TRIBUNNEWS.COM - Seorang putra Raja Thailand, Vacharaesorn Vivacharawongse yang tinggal di New York memberi isyarat kepada publik untuk menolak hukum Lese Mejeste yang keras di Thailand.
Melalui akun Facebook pribadinya, Vacharaesorn Vivacharawongse mengatakan keyakinannya kepada publik bahwa diskusi terbuka tentang monarki negara itu harus diizinkan.
Tujuan putra Raja Thailand menuliskan pendapatnya adalah sebagai penolakan terhadap undang-undang anti-pencemaran nama baik kerajaan yang keras.
“Saya mencintai dan menghargai monarki, tapi saya yakin lebih baik mengetahui daripada tidak mengetahui," tulis putra Raja Thailand, dikutip dari The Guardian.
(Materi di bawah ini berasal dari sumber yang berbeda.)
//! Decision dispatcher
//!
//! Throttles evaluations to the configured cooldown and routes each
//! evaluation to the planner of the current difficulty.

use std::time::{Duration, Instant};

use rand::SeedableRng;

use crate::ai::config::AiConfig;
use crate::ai::expectimax::ExpectimaxPlanner;
use crate::ai::graph_planner::GraphPlanner;
use crate::ai::random::RandomPlanner;
use crate::ai::{AiRng, DecisionContext, Difficulty, MovePlanner};
use crate::core::error::Result;
use crate::core::types::Step;

/// One courier's decision engine
///
/// Owns all per-agent search state; give every courier its own engine.
pub struct AiEngine {
    config: AiConfig,
    /// `None` after an unrecognized label was set
    difficulty: Option<Difficulty>,
    cooldown: Duration,
    last_evaluation: Option<Instant>,
    rng: AiRng,
    random: RandomPlanner,
    expectimax: ExpectimaxPlanner,
    graph: GraphPlanner,
    evaluations: u64,
}

impl AiEngine {
    /// Create an engine, seeded from the config or from entropy
    pub fn new(config: AiConfig) -> Self {
        let rng = match config.dispatch.seed {
            Some(seed) => AiRng::seed_from_u64(seed),
            None => AiRng::from_entropy(),
        };
        Self::with_rng(config, rng)
    }

    /// Create with a specific RNG seed for deterministic behavior
    pub fn with_seed(config: AiConfig, seed: u64) -> Self {
        Self::with_rng(config, AiRng::seed_from_u64(seed))
    }

    fn with_rng(config: AiConfig, rng: AiRng) -> Self {
        let difficulty = match config.dispatch.difficulty.parse::<Difficulty>() {
            Ok(difficulty) => Some(difficulty),
            Err(_) => {
                tracing::warn!(
                    "Unknown difficulty '{}' in config, courier will stand still",
                    config.dispatch.difficulty
                );
                None
            }
        };

        Self {
            difficulty,
            cooldown: Duration::from_millis(config.dispatch.cooldown_ms),
            last_evaluation: None,
            rng,
            random: RandomPlanner::new(),
            expectimax: ExpectimaxPlanner::new(
                config.search.clone(),
                config.evaluation.clone(),
            ),
            graph: GraphPlanner::new(config.graph.clone()),
            evaluations: 0,
            config,
        }
    }

    pub fn config(&self) -> &AiConfig {
        &self.config
    }

    /// Current tier, `None` when an unrecognized label is active
    pub fn difficulty(&self) -> Option<Difficulty> {
        self.difficulty
    }

    /// Switch tiers; takes effect on the next evaluation
    ///
    /// Switching to a different tier drops loop history and cached paths so
    /// a later switch back starts clean. The city graph is kept.
    pub fn set_difficulty(&mut self, difficulty: Difficulty) {
        if self.difficulty == Some(difficulty) {
            return;
        }
        tracing::debug!(
            "Difficulty {} -> {}",
            self.difficulty.map_or("unknown", |d| d.label()),
            difficulty
        );
        self.reset_planners();
        self.difficulty = Some(difficulty);
    }

    /// Switch tiers by label
    ///
    /// An unrecognized label is stored as such: every later evaluation
    /// yields [`Step::Stay`] until a valid tier is set.
    pub fn set_difficulty_label(&mut self, label: &str) -> Result<()> {
        match label.parse::<Difficulty>() {
            Ok(difficulty) => {
                self.set_difficulty(difficulty);
                Ok(())
            }
            Err(err) => {
                tracing::warn!("Unknown difficulty '{}', courier will stand still", label);
                if self.difficulty.is_some() {
                    self.reset_planners();
                }
                self.difficulty = None;
                Err(err)
            }
        }
    }

    /// Force a graph rebuild on the next hard-tier evaluation
    pub fn mark_graph_stale(&mut self) {
        self.graph.mark_stale();
    }

    /// Has the cooldown elapsed since the last evaluation?
    pub fn should_evaluate(&self, now: Instant) -> bool {
        match self.last_evaluation {
            None => true,
            Some(last) => now.saturating_duration_since(last) >= self.cooldown,
        }
    }

    /// Decide the next step using the wall clock
    pub fn decide(&mut self, ctx: &DecisionContext<'_>) -> Step {
        self.decide_at(Instant::now(), ctx)
    }

    /// Decide the next step at `now`
    ///
    /// Inside the cooldown window this returns [`Step::Stay`] without
    /// touching any planner state.
    pub fn decide_at(&mut self, now: Instant, ctx: &DecisionContext<'_>) -> Step {
        if !self.should_evaluate(now) {
            tracing::trace!("Throttled: cooldown not elapsed");
            return Step::Stay;
        }
        self.last_evaluation = Some(now);
        self.evaluations += 1;

        let Some(difficulty) = self.difficulty else {
            return Step::Stay;
        };

        let planner: &mut dyn MovePlanner = match difficulty {
            Difficulty::Easy => &mut self.random,
            Difficulty::Medium => &mut self.expectimax,
            Difficulty::Hard => &mut self.graph,
        };
        let step = planner.plan(ctx, &mut self.rng);
        tracing::trace!(
            "{} tier ({}) chose {:?} at {}",
            difficulty,
            planner.name(),
            step,
            ctx.agent.position()
        );
        step
    }

    /// Evaluations that passed the cooldown gate
    pub fn evaluations(&self) -> u64 {
        self.evaluations
    }

    pub fn expectimax(&self) -> &ExpectimaxPlanner {
        &self.expectimax
    }

    pub fn graph_planner(&self) -> &GraphPlanner {
        &self.graph
    }

    fn reset_planners(&mut self) {
        self.random.reset();
        self.expectimax.reset();
        self.graph.reset();
    }
}

impl std::fmt::Debug for AiEngine {
    fn fmt(&self, f: &mut std::fmt::Formatter<'_>) -> std::fmt::Result {
        f.debug_struct("AiEngine")
            .field("difficulty", &self.difficulty)
            .field("cooldown", &self.cooldown)
            .field("last_evaluation", &self.last_evaluation)
            .field("evaluations", &self.evaluations)
            .finish_non_exhaustive()
    }
}

#[cfg(test)]
mod tests {
    use super::*;
    use crate::agent::Courier;
    use crate::core::error::CourierError;
    use crate::core::types::Position;
    use crate::jobs::Job;
    use crate::world::{TileMap, WorldQuery};

    fn config(difficulty: &str) -> AiConfig {
        let mut config = AiConfig::default();
        config.dispatch.difficulty = difficulty.to_string();
        config
    }

    fn delivery_job() -> Vec<Job> {
        let mut job = Job::new("d", Position::new(0, 0), Position::new(4, 0), 40.0);
        job.picked_up = true;
        vec![job]
    }

    #[test]
    fn test_second_call_within_cooldown_is_null() {
        let map = TileMap::open(5, 5);
        let courier = Courier::new(Position::new(0, 0), 10.0);
        let jobs = delivery_job();
        let ctx = DecisionContext::new(&courier, &map).with_jobs(&jobs);
        let mut engine = AiEngine::with_seed(config("medium"), 1);
        let t0 = Instant::now();

        assert_eq!(engine.decide_at(t0, &ctx), Step::Right);
        let history_len = engine.expectimax().history().len();
        let searches = engine.expectimax().searches_run();

        assert_eq!(engine.decide_at(t0 + Duration::from_millis(100), &ctx), Step::Stay);
        assert_eq!(engine.expectimax().history().len(), history_len);
        assert_eq!(engine.expectimax().searches_run(), searches);
        assert_eq!(engine.evaluations(), 1);

        assert_eq!(engine.decide_at(t0 + Duration::from_millis(500), &ctx), Step::Right);
        assert_eq!(engine.evaluations(), 2);
    }

    #[test]
    fn test_throttled_call_leaves_route_cache_alone() {
        let map = TileMap::open(5, 5);
        let courier = Courier::new(Position::new(0, 0), 10.0);
        let jobs = delivery_job();
        let ctx = DecisionContext::new(&courier, &map).with_jobs(&jobs);
        let mut engine = AiEngine::with_seed(config("hard"), 1);
        let t0 = Instant::now();

        assert_eq!(engine.decide_at(t0, &ctx), Step::Right);
        let path = engine.graph_planner().cached_path().cloned();
        let target = engine.graph_planner().target();
        let rebuilds = engine.graph_planner().rebuilds();
        assert!(path.is_some());

        assert_eq!(engine.decide_at(t0 + Duration::from_millis(100), &ctx), Step::Stay);
        assert_eq!(engine.graph_planner().cached_path().cloned(), path);
        assert_eq!(engine.graph_planner().target(), target);
        assert_eq!(engine.graph_planner().rebuilds(), rebuilds);
        assert_eq!(engine.evaluations(), 1);
    }

    #[test]
    fn test_clock_going_backwards_is_throttled() {
        let map = TileMap::open(3, 3);
        let courier = Courier::new(Position::new(1, 1), 10.0);
        let ctx = DecisionContext::new(&courier, &map);
        let mut engine = AiEngine::with_seed(config("easy"), 1);
        let t0 = Instant::now() + Duration::from_secs(5);

        engine.decide_at(t0, &ctx);
        assert!(!engine.should_evaluate(t0 - Duration::from_secs(1)));
    }

    #[test]
    fn test_unknown_label_yields_null_step() {
        let map = TileMap::open(3, 3);
        let courier = Courier::new(Position::new(1, 1), 10.0);
        let ctx = DecisionContext::new(&courier, &map);
        let mut engine = AiEngine::with_seed(config("easy"), 3);

        let err = engine.set_difficulty_label("nightmare").unwrap_err();
        assert!(matches!(err, CourierError::UnknownDifficulty(_)));
        assert_eq!(engine.difficulty(), None);

        let t0 = Instant::now();
        for i in 0..10 {
            let now = t0 + Duration::from_secs(i);
            assert_eq!(engine.decide_at(now, &ctx), Step::Stay);
        }

        engine.set_difficulty_label("EASY").unwrap();
        assert_eq!(engine.difficulty(), Some(Difficulty::Easy));
    }

    #[test]
    fn test_unknown_config_label_starts_idle() {
        let engine = AiEngine::with_seed(config("expert"), 0);
        assert_eq!(engine.difficulty(), None);
    }

    #[test]
    fn test_routes_to_each_tier() {
        let map = TileMap::open(5, 5);
        let courier = Courier::new(Position::new(0, 0), 10.0);
        let jobs = delivery_job();
        let ctx = DecisionContext::new(&courier, &map).with_jobs(&jobs);
        let t0 = Instant::now();

        let mut engine = AiEngine::with_seed(config("easy"), 7);
        let step = engine.decide_at(t0, &ctx);
        assert_ne!(step, Step::Stay);
        assert_eq!(engine.expectimax().searches_run(), 0);
        assert!(engine.graph_planner().graph().is_none());

        engine.set_difficulty(Difficulty::Medium);
        assert_eq!(engine.decide_at(t0 + Duration::from_secs(1), &ctx), Step::Right);
        assert_eq!(engine.expectimax().searches_run(), 1);

        engine.set_difficulty(Difficulty::Hard);
        assert_eq!(engine.decide_at(t0 + Duration::from_secs(2), &ctx), Step::Right);
        assert!(engine.graph_planner().graph().is_some());
        assert_eq!(engine.graph_planner().target(), Some(Position::new(4, 0)));
    }

    #[test]
    fn test_switching_tier_resets_transient_state() {
        let map = TileMap::open(5, 5);
        let courier = Courier::new(Position::new(0, 0), 10.0);
        let jobs = delivery_job();
        let ctx = DecisionContext::new(&courier, &map).with_jobs(&jobs);
        let t0 = Instant::now();

        let mut engine = AiEngine::with_seed(config("hard"), 7);
        engine.decide_at(t0, &ctx);
        assert!(engine.graph_planner().cached_path().is_some());

        // Same tier again is a no-op
        engine.set_difficulty(Difficulty::Hard);
        assert!(engine.graph_planner().cached_path().is_some());

        engine.set_difficulty(Difficulty::Medium);
        assert!(engine.graph_planner().cached_path().is_none());
        assert!(engine.graph_planner().graph().is_some());
        engine.decide_at(t0 + Duration::from_secs(1), &ctx);
        assert_eq!(engine.expectimax().history().len(), 1);

        engine.set_difficulty(Difficulty::Easy);
        assert!(engine.expectimax().history().is_empty());
    }

    #[test]
    fn test_easy_tier_may_return_blocked_direction() {
        // Random tier ignores walls; the caller rejects the move
        let map = TileMap::from_rows(&["BBB", "BCB", "BBB"]);
        let courier = Courier::new(Position::new(1, 1), 10.0);
        let ctx = DecisionContext::new(&courier, &map);
        let mut engine = AiEngine::with_seed(config("easy"), 11);
        let t0 = Instant::now();

        for i in 0..20 {
            let step = engine.decide_at(t0 + Duration::from_secs(i), &ctx);
            assert!(Step::DIRECTIONS.contains(&step));
            assert!(!map.is_valid_step(courier.position, step));
        }
    }

    #[test]
    fn test_mark_graph_stale_rebuilds() {
        let map = TileMap::open(5, 5);
        let courier = Courier::new(Position::new(0, 0), 10.0);
        let jobs = delivery_job();
        let ctx = DecisionContext::new(&courier, &map).with_jobs(&jobs);
        let t0 = Instant::now();

        let mut engine = AiEngine::with_seed(config("hard"), 7);
        engine.decide_at(t0, &ctx);
        assert_eq!(engine.graph_planner().rebuilds(), 1);
        engine.mark_graph_stale();
        engine.decide_at(t0 + Duration::from_secs(1), &ctx);
        assert_eq!(engine.graph_planner().rebuilds(), 2);
    }
}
Menurutnya, setiap orang berhak mengungkapkan pendapatnya masing-masing.
"Setiap orang mempunyai pendapatnya masing-masing berdasarkan pengalamannya masing-masing. Tidak mendengarkan mereka tidak membuat sudut pandang atau pendapat mereka hilang,” lanjutnya.
Ia juga mengatakan, diskusi merupakan jalan yang baik untuk mengungkapkan pendapat masing-masing.
“Ini cerita lain apakah Anda setuju atau tidak setuju dengan mereka. Bicaralah satu sama lain dengan alasan," tutupnya.
Lese Majeste merupakan undang-undang yang membuat penghinaan terhadap raja, keluarga dekatnya, dan bupati mendapatkan hukuman hingga 15 tahun penjara untuk setiap pelanggarannya.
Undang-undang Lese Majeste merupakan aturan hukum yang paling keras di dunia.
Pasalnya, tidak ada batasan usia ketika seseorang memposting membagikan, atau menyukai postingan media sosial yang dianggap menyinggung monarki akan mendapatkan hukuman.
Undang-undang ini juga sangat kontroversial.
Bukan hanya karena hukumannya yang berat tetapi juga karena untuk siapapun, tidak hanya keluarga kerjaaan yang mengajukan pengaduan mengenai dugaan pelanggaran kepada Polisi.
Pada tahun 2015, seorang pria ditangkap berdasarkan hukum karena mengunggah komentar satir online tentang Tongdaeng.